Como veículo jornalístico que é, elaborado por profissionais competentes no manejo das informações, e mais ainda, já alertada por leitores atentos às numerosas reincidências no malogro determinado que comete, a revista e seus editores sabem muito bem que "os movimentos que reivindicam cotas" utilizam o termo "negro" para indicar a população formada pela soma de "pretos" e "pardos", que vêm a ser os termos utilizados pelo IBGE para classificar a população afro-descendente no Brasil. Considerando que os efeitos do racismo no Brasil atingem indistintamente estes dois grupos (ao contrário do que supõe a teoria da democracia racial), os movimentos negros (atenção ao plural!), assim como vários pesquisadores de órgãos oficiais no país e membros da academia utilizam o termo "negro" significando a soma dos percentuais relativos aos autodeclarados "pretos" (6% da população brasileira) e "pardos" (42% da população), totalizando 48% de "negros".
O debate em relação às cotas é legítimo e saudável num país em que pouco se discutem os efeitos de um racismo permanente, contundente e cruel com suas vítimas. Ser contra cotas é um ponto de vista, que deve ser respeitado quando vem ao debate com limpeza de propósitos. No entanto, a utilização de argumentos falaciosos como o acima descrito, empregado pela Veja, mais uma vez, com o único objetivo de desinformar e manipular o leitor, revela a pobreza de argumentos de quem procura, desesperadamente, tapar o sol com uma peneira.
Definição de branquitude
O livro de Ali Kamel tem, no entanto, um mérito indiscutível: o de escrever com todas as letras a teoria abraçada pelo diretor-executivo de Jornalismo da TV Globo, que não deve estar longe das diretrizes da própria emissora. E, a julgar pelo entusiasmo do jornalista que escreveu sobre o livro, também é a opinião da revista em questão. A base da teoria é a mesma que embala a nação brasileira desde suas origens: a de que não somos racistas porque somos um país de mestiços. Daí a necessidade de explicar, ou melhor, denunciar que "não há negros no Brasil".

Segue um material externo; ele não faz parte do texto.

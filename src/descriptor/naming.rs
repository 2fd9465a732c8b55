//! Wire-name resolution.
use once_cell::sync::Lazy;
use regex::Regex;

static ACRONYM_BOUNDARY: Lazy<Regex> =
    Lazy::new(|| Regex::new(r"([A-Z]+)([A-Z][a-z])").expect("valid regex"));
static LOWER_UPPER_BOUNDARY: Lazy<Regex> =
    Lazy::new(|| Regex::new(r"([a-z0-9])([A-Z])").expect("valid regex"));
static SEPARATORS: Lazy<Regex> = Lazy::new(|| Regex::new(r"[-\s.]+").expect("valid regex"));

/// Canonical lower snake case: `userName` → `user_name`, `HTTPServer` →
/// `http_server`, `max-retries` → `max_retries`.
pub fn to_snake_case(name: &str) -> String {
    let s = ACRONYM_BOUNDARY.replace_all(name, "${1}_${2}");
    let s = LOWER_UPPER_BOUNDARY.replace_all(&s, "${1}_${2}");
    let s = SEPARATORS.replace_all(&s, "_");
    let mut out = s.to_lowercase();
    while out.contains("__") {
        out = out.replace("__", "_");
    }
    out.trim_matches('_').to_string()
}

/// First non-empty name by precedence, mapping > flag > serde > identifier.
pub(crate) fn wire_name(
    mapping: Option<&str>,
    flag: Option<&str>,
    serde: Option<&str>,
    ident: &str,
) -> String {
    let chosen = [mapping, flag, serde]
        .into_iter()
        .flatten()
        .find(|n| !n.is_empty())
        .unwrap_or(ident);
    to_snake_case(chosen)
}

É verdade que a composição racial brasileira não é fácil de explicar. Sem dúvida, a categoria de "negros" não é homogênea. Tampouco a de "brancos", o que leva à constatação de que, ao lado do aparentemente insolúvel problema de "quem é o negro no Brasil", há que se discutir a não menos complicada definição de "quem é o branco no Brasil". Sobretudo quando os argumentos contrários às cotas se concentram na negação da bipolaridade racial.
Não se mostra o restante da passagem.